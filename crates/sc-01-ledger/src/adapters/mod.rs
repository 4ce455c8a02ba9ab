pub mod memory;

pub use memory::{InMemoryMetaStore, InMemoryVersionedStore};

++++++

Once more, set down the full listing, verbatim.

filename crates/sc-01-ledger/src/adapters/mod.rs
repository 4ce455c8a02ba9ab
pub mod memory;

pub use memory::{InMemoryMetaStore, InMemoryVersionedStore};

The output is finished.